Some segments of society face certain challenges to mobility that others in the general population do not. In the transportation arena, special populations can include immigrants, racial or ethnic groups, older people, and individuals with disabilities. TSRC’s current research is examining special populations’ travel patterns to see what can be done to remove any mobility barriers they may face and to enhance their mobility. TSRC’s past projects in this area explored extending safe travel for older people.

Current

  • Researchers at TSRC have teamed with Nissan in a four-year research effort to explore methods of improving older mobility. TSRC is investigating the feasibility of implementing a pilot carsharing program into the Rossmoor Senior Adult Community in Walnut Creek, California, using Nissan’s electric Leaf and ITS technology. The pilot project would station a number of Nissan Leafs in the Rossmoor community and train residents in the carsharing system and electric vehicles. The electric Leafs would be equipped with telematics instrumentation that would record vehicle performance, energy use, and travel patterns, which TSRC would use to evaluate the environmental and business performance.

Past

  • The number of senior communities is on the rise in California and residents in these types of communities may have distinct travel patterns and needs.
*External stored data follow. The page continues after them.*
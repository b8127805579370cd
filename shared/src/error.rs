//! Result codes and the library-wide error type.
//!
//! Every fallible operation returns [`NvvkResult`]. The numeric codes match
//! the C ABI of the original library so callers bridging into C can fold a
//! result with [`ResultCode::of`].

use serde::{Deserialize, Serialize};

/// Convenience alias used by every fallible operation.
pub type NvvkResult<T> = Result<T, NvvkError>;

/// Numeric result codes (`NvvkResult` in the C header).
#[repr(i32)]
#[derive(Debug, Clone, Copy, PartialEq, Eq, Hash, Serialize, Deserialize)]
pub enum ResultCode {
    Success = 0,
    NotSupported = -1,
    InvalidHandle = -2,
    OutOfMemory = -3,
    DeviceLost = -4,
    Unknown = -5,
}

impl ResultCode {
    /// Fold a result into its numeric code.
    pub fn of<T>(result: &NvvkResult<T>) -> Self {
        match result {
            Ok(_) => Self::Success,
            Err(e) => e.code(),
        }
    }

    /// Raw C value.
    pub fn as_raw(self) -> i32 {
        self as i32
    }

    /// Parse a raw C value. Unrecognized values map to `Unknown`.
    pub fn from_raw(raw: i32) -> Self {
        match raw {
            0 => Self::Success,
            -1 => Self::NotSupported,
            -2 => Self::InvalidHandle,
            -3 => Self::OutOfMemory,
            -4 => Self::DeviceLost,
            _ => Self::Unknown,
        }
    }
}

/// Library error.
///
/// The variants follow the error taxonomy: a missing capability, invalid
/// usage (bad handle, out-of-order marker, missing prerequisite), resource
/// exhaustion, a lost device, and anything else.
#[derive(Debug, Clone, PartialEq, Eq, thiserror::Error)]
pub enum NvvkError {
    /// Extension or hardware capability is absent
    #[error("not supported: {0}")]
    NotSupported(String),

    /// Caller broke an API contract; internal state is unchanged
    #[error("invalid usage: {0}")]
    InvalidUsage(String),

    /// Allocation of an internal buffer or device resource failed
    #[error("out of memory: {0}")]
    OutOfMemory(String),

    /// The owning context is in its terminal state
    #[error("device lost")]
    DeviceLost,

    #[error("{0}")]
    Unknown(String),
}

impl NvvkError {
    /// Numeric code for this error. Invalid usage shares the invalid-handle
    /// code, which is what the C surface reports for contract violations.
    pub fn code(&self) -> ResultCode {
        match self {
            Self::NotSupported(_) => ResultCode::NotSupported,
            Self::InvalidUsage(_) => ResultCode::InvalidHandle,
            Self::OutOfMemory(_) => ResultCode::OutOfMemory,
            Self::DeviceLost => ResultCode::DeviceLost,
            Self::Unknown(_) => ResultCode::Unknown,
        }
    }

    pub fn invalid_usage(msg: impl Into<String>) -> Self {
        Self::InvalidUsage(msg.into())
    }

    pub fn not_supported(msg: impl Into<String>) -> Self {
        Self::NotSupported(msg.into())
    }

    /// True for the terminal device-lost state.
    pub fn is_device_lost(&self) -> bool {
        matches!(self, Self::DeviceLost)
    }
}
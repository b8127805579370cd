//! Software device.
//!
//! `HeadlessDevice` implements every capability on the CPU so the engine can
//! run without a GPU: the CLI's `simulate` command and the test suite both
//! drive it. Optical flow is synthesized deterministically from a seed and
//! the frame timestamps, the compositor only records what it was asked to
//! write, and each capability can be switched off to exercise pass-through.

use std::sync::atomic::{AtomicBool, AtomicU64, AtomicUsize, Ordering};
use std::sync::{Arc, Mutex, MutexGuard, PoisonError};

use glam::Vec2;
use hashbrown::HashMap;
use nvvk_shared::{
    CommandBufferHandle, DIAGNOSTIC_CHECKPOINTS_EXTENSION_NAME, DeviceHandle, FrameId,
    ImageHandle, LOW_LATENCY_EXTENSION_NAME, LatencyMarker, NVIDIA_VENDOR_ID,
    OPTICAL_FLOW_EXTENSION_NAME, QueueHandle, SemaphoreHandle, SwapchainHandle,
};
use rand::{Rng, SeedableRng};
use rand_pcg::Pcg32;

use super::{Device, SemaphoreSignaler};
use crate::clock::{Clock, SystemClock};
use crate::diagnostics::{CheckpointDriver, DriverCheckpoint, PipelineStage};
use crate::error::DeviceError;
use crate::frame_gen::{
    Frame, FrameCompositor, MotionBlock, MotionEstimator, MotionField, WarpPlan,
};
use crate::low_latency::{DriverTimings, LatencyDriver, SleepMode};

/// Driver timing rows retained by the headless low-latency driver.
const DRIVER_TIMING_ROWS: usize = 64;

/// Shape of the synthetic motion field.
#[derive(Debug, Clone, Copy, PartialEq)]
pub struct SyntheticMotion {
    /// Global pan in pixels per real frame
    pub pan: Vec2,
    /// Per-block jitter amplitude in pixels
    pub noise: f32,
    /// Probability that a block is marked occluded
    pub occlusion_rate: f32,
}

impl Default for SyntheticMotion {
    fn default() -> Self {
        Self {
            pan: Vec2::new(2.0, 0.0),
            noise: 0.25,
            occlusion_rate: 0.02,
        }
    }
}
#[cfg(test)]
mod tests {
    use super::*;
    use crate::device::{HeadlessConfig, HeadlessDevice};
    use nvvk_shared::{DiagnosticsPreset, ResultCode};

    const CMD: CommandBufferHandle = CommandBufferHandle::from_raw(0xc0);
    const QUEUE: QueueHandle = QueueHandle::from_raw(0x90);

    fn context(config: HeadlessConfig) -> DiagnosticsContext {
        let device = Arc::new(HeadlessDevice::new(config));
        DiagnosticsContext::init(device, &DiagnosticsConfig::default()).unwrap()
    }

    #[test]
    fn test_marker_encoding() {
        let tag = CheckpointMarker::Tag(CheckpointTag::DrawEnd);
        assert_eq!(CheckpointMarker::decode(tag.encode()), tag);
        assert_eq!(CheckpointMarker::decode(0x2001), CheckpointMarker::User(0x2001));
        // tag bit with an unknown value stays a user marker
        assert_eq!(
            CheckpointMarker::decode(TAG_BIT | 7),
            CheckpointMarker::User(TAG_BIT | 7)
        );
    }

    #[test]
    fn test_submitted_checkpoints_reported_per_queue() {
        let diag = context(HeadlessConfig::default());
        diag.set_tagged_checkpoint(CMD, CheckpointTag::FrameStart).unwrap();
        diag.set_checkpoint(CMD, 0xdead).unwrap();
        diag.record_submission(CMD, QUEUE).unwrap();

        let checkpoints = diag.checkpoints(QUEUE).unwrap();
        assert_eq!(checkpoints.len(), 2);
        assert_eq!(checkpoints[0].marker, CheckpointMarker::Tag(CheckpointTag::FrameStart));
        assert_eq!(checkpoints[0].command_buffer, Some(CMD));
        assert_eq!(checkpoints[1].marker, CheckpointMarker::User(0xdead));
        assert_eq!(checkpoints[1].stage, Some(PipelineStage::BottomOfPipe));
    }

    #[test]
    fn test_driver_report_used_without_log() {
        let diag = context(HeadlessConfig::default());
        diag.set_tagged_checkpoint(CMD, CheckpointTag::ComputeEnd).unwrap();

        let checkpoints = diag.checkpoints(QUEUE).unwrap();
        assert_eq!(checkpoints.len(), 1);
        assert_eq!(checkpoints[0].command_buffer, None);
        assert_eq!(checkpoints[0].marker, CheckpointMarker::Tag(CheckpointTag::ComputeEnd));
    }

    #[test]
    fn test_log_is_bounded() {
        let device = Arc::new(HeadlessDevice::new(HeadlessConfig::default()));
        let config = DiagnosticsConfig {
            checkpoint_capacity: 2,
            ..DiagnosticsConfig::default()
        };
        let diag = DiagnosticsContext::init(device, &config).unwrap();
        for marker in 1..=5 {
            diag.set_checkpoint(CMD, marker).unwrap();
        }
        diag.record_submission(CMD, QUEUE).unwrap();

        let markers: Vec<_> = diag
            .checkpoints(QUEUE)
            .unwrap()
            .iter()
            .map(|c| c.marker)
            .collect();
        assert_eq!(markers, vec![CheckpointMarker::User(4), CheckpointMarker::User(5)]);
    }

    #[test]
    fn test_reset_command_buffer_drops_old_recording() {
        let diag = context(HeadlessConfig::default());
        diag.set_checkpoint(CMD, 1).unwrap();
        diag.reset_command_buffer(CMD);
        diag.set_checkpoint(CMD, 2).unwrap();
        diag.record_submission(CMD, QUEUE).unwrap();

        let markers: Vec<_> = diag
            .checkpoints(QUEUE)
            .unwrap()
            .iter()
            .map(|c| c.marker)
            .collect();
        assert_eq!(markers, vec![CheckpointMarker::User(2)]);
    }

    #[test]
    fn test_unsubmitted_command_buffers_are_bounded() {
        let device = Arc::new(HeadlessDevice::new(HeadlessConfig::default()));
        let config = DiagnosticsConfig {
            checkpoint_capacity: 2,
            ..DiagnosticsConfig::default()
        };
        let diag = DiagnosticsContext::init(device, &config).unwrap();
        for raw in 1..=4u64 {
            diag.set_checkpoint(CommandBufferHandle::from_raw(0x100 + raw), raw)
                .unwrap();
        }
        assert_eq!(diag.log().recorded.len(), 2);

        // the oldest recordings were dropped
        diag.record_submission(CommandBufferHandle::from_raw(0x101), QUEUE)
            .unwrap();
        assert!(diag.log().queues.get(&QUEUE).is_none());
        diag.record_submission(CommandBufferHandle::from_raw(0x104), QUEUE)
            .unwrap();
        assert_eq!(diag.log().queues[&QUEUE].len(), 1);
        assert_eq!(diag.log().pending.len(), 1);
    }

    #[test]
    fn test_invalid_usage() {
        let diag = context(HeadlessConfig::default());
        let err = diag.set_checkpoint(CommandBufferHandle::NULL, 1).unwrap_err();
        assert_eq!(err.code(), ResultCode::InvalidHandle);
        assert!(diag.set_checkpoint(CMD, TAG_BIT | 1).is_err());
        assert!(diag.record_submission(CMD, QueueHandle::NULL).is_err());
    }

    #[test]
    fn test_unsupported_reports_once() {
        let diag = context(HeadlessConfig {
            checkpoints: false,
            ..HeadlessConfig::default()
        });
        assert!(!diag.is_supported());
        let first = diag.set_checkpoint(CMD, 1);
        assert_eq!(ResultCode::of(&first), ResultCode::NotSupported);
        assert!(diag.set_checkpoint(CMD, 2).is_ok());
        assert!(diag.checkpoints(QUEUE).unwrap().is_empty());
    }

    #[test]
    fn test_checkpoints_queryable_after_device_loss() {
        let device = Arc::new(HeadlessDevice::new(HeadlessConfig::default()));
        let diag = DiagnosticsContext::init(device.clone(), &DiagnosticsConfig::default()).unwrap();
        diag.set_tagged_checkpoint(CMD, CheckpointTag::DrawStart).unwrap();
        diag.record_submission(CMD, QUEUE).unwrap();
        device.lose_device();

        assert!(diag.set_checkpoint(CMD, 9).unwrap_err().is_device_lost());
        assert_eq!(diag.checkpoints(QUEUE).unwrap().len(), 1);
    }

    #[test]
    fn test_config_flags_follow_preset() {
        let device = Arc::new(HeadlessDevice::new(HeadlessConfig::default()));
        let config = DiagnosticsConfig {
            preset: DiagnosticsPreset::Full,
            ..DiagnosticsConfig::default()
        };
        let diag = DiagnosticsContext::init(device, &config).unwrap();
        assert_eq!(diag.config_flags(), nvvk_shared::full_config_flags());
    }
}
The primary objective of this study was to develop preliminary specifications for carsharing in Rossmoor Retirement Center in Walnut Creek, California, including a Rossmoor carsharing pilot program business model. Preliminary specifications included number of vehicles; number and possible location of charging stations; distance to access vehicles and/or valet services; car body, propulsion, speed, and other features; price and membership structure. A second objective was to inquire with participating households on their willingness to carpool and trip chain as part of this study. Data from in-depth household interviews with Rossmoor households regarding their daily travel and their interest in carsharing, types of carsharing fleet vehicles, carpooling, and trip chaining were used to inform this analysis.
  • Researchers at TSRC have conducted two studies on safe auto and transit use for older travelers at the Rossmoor Retirement Center in Walnut Creek, California. Rossmoor is approximately two miles from downtown Walnut Creek and two and a half miles from the BART station. The complementary focus of each study (i.e., driving vs. transit use) led to synergistic insights that benefited both studies. The first study was a Toyota Motor Corporation funded project that explores seniors’ driving behavior with a series of focus groups that specifically address issues related to driving impediments and safety concerns. The findings led to recommendations for potential vehicle design solutions. In the second study, funded by the Mineta Institute and Caltrans, TSRC researchers created a transit training video to educate residents of Rossmoor about navigating the local transit system. As part of the study, researchers conducted several survey sessions before and after showing the video to evaluate the effectiveness of the video in addressing concerns of the targeted population. After viewing the video, respondents indicated a significant and positive change in transit use to the specific destinations portrayed in the video; however, results are mixed for transit travel to more general destinations that are not explicitly portrayed in the video. The video also educated viewers about a broader range of information sources, such as the Internet and 511.org. After viewing the video, respondents indicated a significant and positive change in their future stated use of these information sources.
  • Many older people have special travel needs which can limit their mobility. Some feel less comfortable behind the wheel or traveling alone, and some are forced to give up their driver’s licenses because of age-related disabilities. It is critical to address the special needs of older travelers -- to prevent them from becoming isolated because of a lack of transportation options, and to prevent traffic accidents that might occur because of a decline in their driving abilities. Transportation options including public transit must be made available to older people, however, this aging sector of society may be unfamiliar with transit. TSRC, in conjunction with the Transportation Safety Center, sought to evaluate a transit training class at the Rossmoor Retirement Center in Walnut Creek, California, and identify other barriers that may prevent seniors from taking transit. The transit training class taught Rossmoor residents how to reach frequent destinations by bus, transit fares and where to access transit information. Rossmoor residents were surveyed immediately before and after undergoing transit training. A longitudinal study with participants from up to two years ago evaluated if the Rossmoor transit training class has changed participant behavior in the long term. This project was built upon a past project funded by Caltrans and the Mineta Institute.